Open Access
Expanding the geography of evapotranspiration: An improved method to quantify land-to-air water fluxes in tropical and subtropical regions
Author(s) -
Daniela Jerszurki,
Jorge Luiz Moretti de Souza,
Lucas C. R. Silva
Publication year - 2017
Publication title -
plos one
Language(s) - English
Resource type - Journals
SCImago Journal Rank - 0.99
H-Index - 332
ISSN - 1932-6203
DOI - 10.1371/journal.pone.0180055
Subject(s) - evapotranspiration , subtropics , environmental science , pan evaporation , relative humidity , air temperature , tropics , humid subtropical climate , aridity index , correlation coefficient , atmospheric sciences , climatology , meteorology , geography , statistics , mathematics , ecology , geology , biology , medicine , pathology
The development of new reference evapotranspiration ( ETo ) methods hold significant promise for improving our quantitative understanding of climatic impacts on water loss from the land to the atmosphere. To address the challenge of estimating ETo in tropical and subtropical regions where direct measurements are scarce we tested a new method based on geographical patterns of extraterrestrial radiation ( Ra ) and atmospheric water potential ( Ψ air ). Our approach consisted of generating daily estimates of ETo across several climate zones in Brazil–as a model system–which we compared with standard ETo PM (Penman-Monteith) estimates. In contrast with ETo PM , the simplified method ( ETo MJS ) relies solely on Ψ air calculated from widely available air temperature ( o C) and relative humidity (%) data, which combined with Ra data resulted in reliable estimates of equivalent evaporation ( E e ) and ETo . We used regression analyses of Ψ air vs ETo PM and E e vs ETo PM to calibrate the ETo MJS ( Ψair ) and ETo MJS estimates from 2004 to 2014 and between seasons and climatic zone.

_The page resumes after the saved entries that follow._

//! In-memory store for tests and demos.
//!
//! ```rust
//! use cellprobe_adapters::memory::MemoryStore;
//!
//! let store = MemoryStore::builder()
//!     .table("metrics", |t| t.cell("host1", "d:load", "0.75"))
//!     .table("archive", |t| t.family("d").disabled())
//!     .build();
//! assert_eq!(store.closed_sessions(), 0);
//! ```

use std::collections::{BTreeMap, BTreeSet};
use std::sync::atomic::{AtomicUsize, Ordering};
use std::sync::Arc;
use std::time::Duration;

use async_trait::async_trait;

use crate::{CellQuery, CellSession, CellStore, Endpoint, StoreError};

#[derive(Debug, Clone, Default)]
struct MemoryTable {
    enabled: bool,
    families: BTreeSet<String>,
    cells: BTreeMap<(String, String), Vec<String>>,
}

/// A [`CellStore`] backed by in-process tables.
#[derive(Debug, Clone)]
pub struct MemoryStore {
    tables: Arc<BTreeMap<String, MemoryTable>>,
    connect_error: Option<StoreError>,
    latency: Duration,
    closes: Arc<AtomicUsize>,
}

impl MemoryStore {
    /// Create a new builder for configuring the store.
    pub fn builder() -> MemoryStoreBuilder {
        MemoryStoreBuilder::default()
    }

    /// Number of sessions closed so far.
    pub fn closed_sessions(&self) -> usize {
        self.closes.load(Ordering::SeqCst)
    }
}

#[async_trait]
impl CellStore for MemoryStore {
    async fn connect(&self, endpoint: &Endpoint) -> Result<Box<dyn CellSession>, StoreError> {
        tokio::time::sleep(self.latency).await;
        if let Some(err) = &self.connect_error {
            return Err(err.clone());
        }
        Ok(Box::new(MemorySession {
            tables: Arc::clone(&self.tables),
            latency: self.latency,
            closes: Arc::clone(&self.closes),
            closed: false,
            description: format!("memory://{}", endpoint),
        }))
    }
}

/// Builder for [`MemoryStore`].
#[derive(Debug, Default)]
pub struct MemoryStoreBuilder {
    tables: BTreeMap<String, MemoryTable>,
    connect_error: Option<StoreError>,
    latency: Duration,
}

impl MemoryStoreBuilder {
    /// Add an enabled table, configured by the closure.
    pub fn table<F>(mut self, name: impl Into<String>, f: F) -> Self
    where
        F: FnOnce(MemoryTableBuilder) -> MemoryTableBuilder,
    {
        let table = f(MemoryTableBuilder::default()).table;
        self.tables.insert(name.into(), table);
        self
    }

    /// Make every connection attempt fail with `err`.
    pub fn connect_error(mut self, err: StoreError) -> Self {
        self.connect_error = Some(err);
        self
    }

    /// Delay applied to connect and to every query.
    pub fn latency(mut self, latency: Duration) -> Self {
        self.latency = latency;
        self
    }

    pub fn build(self) -> MemoryStore {
        MemoryStore {
            tables: Arc::new(self.tables),
            connect_error: self.connect_error,
            latency: self.latency,
            closes: Arc::new(AtomicUsize::new(0)),
        }
    }
}

/// Builder for a single in-memory table.
#[derive(Debug)]
pub struct MemoryTableBuilder {
    table: MemoryTable,
}

impl Default for MemoryTableBuilder {
    fn default() -> Self {
        Self {
            table: MemoryTable {
                enabled: true,
                ..Default::default()
            },
        }
    }
}

impl MemoryTableBuilder {
    /// Declare a column family without any cells.
    pub fn family(mut self, family: impl Into<String>) -> Self {
        self.table.families.insert(family.into());
        self
    }

    /// Add a cell value. Adding the same row and column twice yields two cells.
    pub fn cell(
        mut self,
        row: impl Into<String>,
        column: impl Into<String>,
        value: impl Into<String>,
    ) -> Self {
        let column = column.into();
        let family = column
            .split_once(':')
            .map_or(column.as_str(), |(family, _)| family)
            .to_string();
        self.table.families.insert(family);
        self.table
            .cells
            .entry((row.into(), column))
            .or_default()
            .push(value.into());
        self
    }

    /// Mark the table as administratively disabled.
    pub fn disabled(mut self) -> Self {
        self.table.enabled = false;
        self
    }
}

#[derive(Debug)]
struct MemorySession {
    tables: Arc<BTreeMap<String, MemoryTable>>,
    latency: Duration,
    closes: Arc<AtomicUsize>,
    closed: bool,
    description: String,
}

impl MemorySession {
    fn table(&self, name: &str) -> Result<&MemoryTable, StoreError> {
        self.tables
            .get(name)
            .ok_or_else(|| StoreError::TableNotFound(name.to_string()))
    }
}

#[async_trait]
impl CellSession for MemorySession {
    async fn list_tables(&self) -> Result<Vec<String>, StoreError> {
        tokio::time::sleep(self.latency).await;
        Ok(self.tables.keys().cloned().collect())
    }

    async fn is_table_enabled(&self, table: &str) -> Result<bool, StoreError> {
        Ok(self.table(table)?.enabled)
    }

    async fn cells(&self, query: &CellQuery) -> Result<Vec<String>, StoreError> {
        tokio::time::sleep(self.latency).await;
        let table = self.table(&query.table)?;
        if !table.enabled {
            return Err(StoreError::Http(format!(
                "table '{}' is disabled",
                query.table
            )));
        }
        if !table.families.contains(query.family()) {
            return Err(StoreError::ColumnFamilyNotFound(query.family().to_string()));
        }
        Ok(table
            .cells
            .get(&(query.row.clone(), query.column.clone()))
            .cloned()
            .unwrap_or_default())
    }

    fn close(&mut self) {
        if !self.closed {
            self.closed = true;
            self.closes.fetch_add(1, Ordering::SeqCst);
        }
    }

    fn description(&self) -> &str {
        &self.description
    }
}

#[cfg(test)]
mod tests {
    use super::*;

    fn endpoint() -> Endpoint {
        Endpoint::new("localhost", 8080)
    }

    #[tokio::test]
    async fn test_cells_lookup() {
        let store = MemoryStore::builder()
            .table("t", |t| {
                t.cell("r1", "cf:a", "1")
                    .cell("r1", "cf:b", "x")
                    .cell("r1", "cf:b", "y")
            })
            .build();
        let session = store.connect(&endpoint()).await.unwrap();

        assert_eq!(
            session.cells(&CellQuery::new("t", "r1", "cf:a")).await,
            Ok(vec!["1".to_string()])
        );
        assert_eq!(
            session
                .cells(&CellQuery::new("t", "r1", "cf:b"))
                .await
                .unwrap()
                .len(),
            2
        );
        assert_eq!(
            session.cells(&CellQuery::new("t", "missing", "cf:a")).await,
            Ok(vec![])
        );
        assert_eq!(session.description(), "memory://localhost:8080");
    }

    #[tokio::test]
    async fn test_missing_entities() {
        let store = MemoryStore::builder()
            .table("t", |t| t.family("cf"))
            .build();
        let session = store.connect(&endpoint()).await.unwrap();

        assert_eq!(
            session.is_table_enabled("nope").await,
            Err(StoreError::TableNotFound("nope".to_string()))
        );
        assert_eq!(
            session.cells(&CellQuery::new("t", "r", "other:q")).await,
            Err(StoreError::ColumnFamilyNotFound("other".to_string()))
        );
    }

    #[tokio::test]
    async fn test_disabled_table() {
        let store = MemoryStore::builder()
            .table("t", |t| t.cell("r", "cf:q", "v").disabled())
            .build();
        let session = store.connect(&endpoint()).await.unwrap();

        assert_eq!(session.is_table_enabled("t").await, Ok(false));
        assert!(matches!(
            session.cells(&CellQuery::new("t", "r", "cf:q")).await,
            Err(StoreError::Http(_))
        ));
    }

    #[tokio::test]
    async fn test_connect_error() {
        let store = MemoryStore::builder()
            .connect_error(StoreError::Connection("refused".to_string()))
            .build();
        assert!(store.connect(&endpoint()).await.is_err());
    }

    #[tokio::test]
    async fn test_close_counted_once() {
        let store = MemoryStore::builder().table("b", |t| t).table("a", |t| t).build();
        let mut session = store.connect(&endpoint()).await.unwrap();

        assert_eq!(
            session.list_tables().await.unwrap(),
            vec!["a".to_string(), "b".to_string()]
        );

        session.close();
        session.close();
        assert_eq!(store.closed_sessions(), 1);
    }
}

Finally, we evaluated the performance of the new method based on the coefficient of determination ( R 2 ) and correlation ( R ), index of agreement “ d ”, mean absolute error ( MAE ) and mean reason (MR ). This evaluation confirmed the suitability of the ETo MJS method for application in tropical and subtropical regions, where the climatic information needed for the standard ETo PM calculation is absent.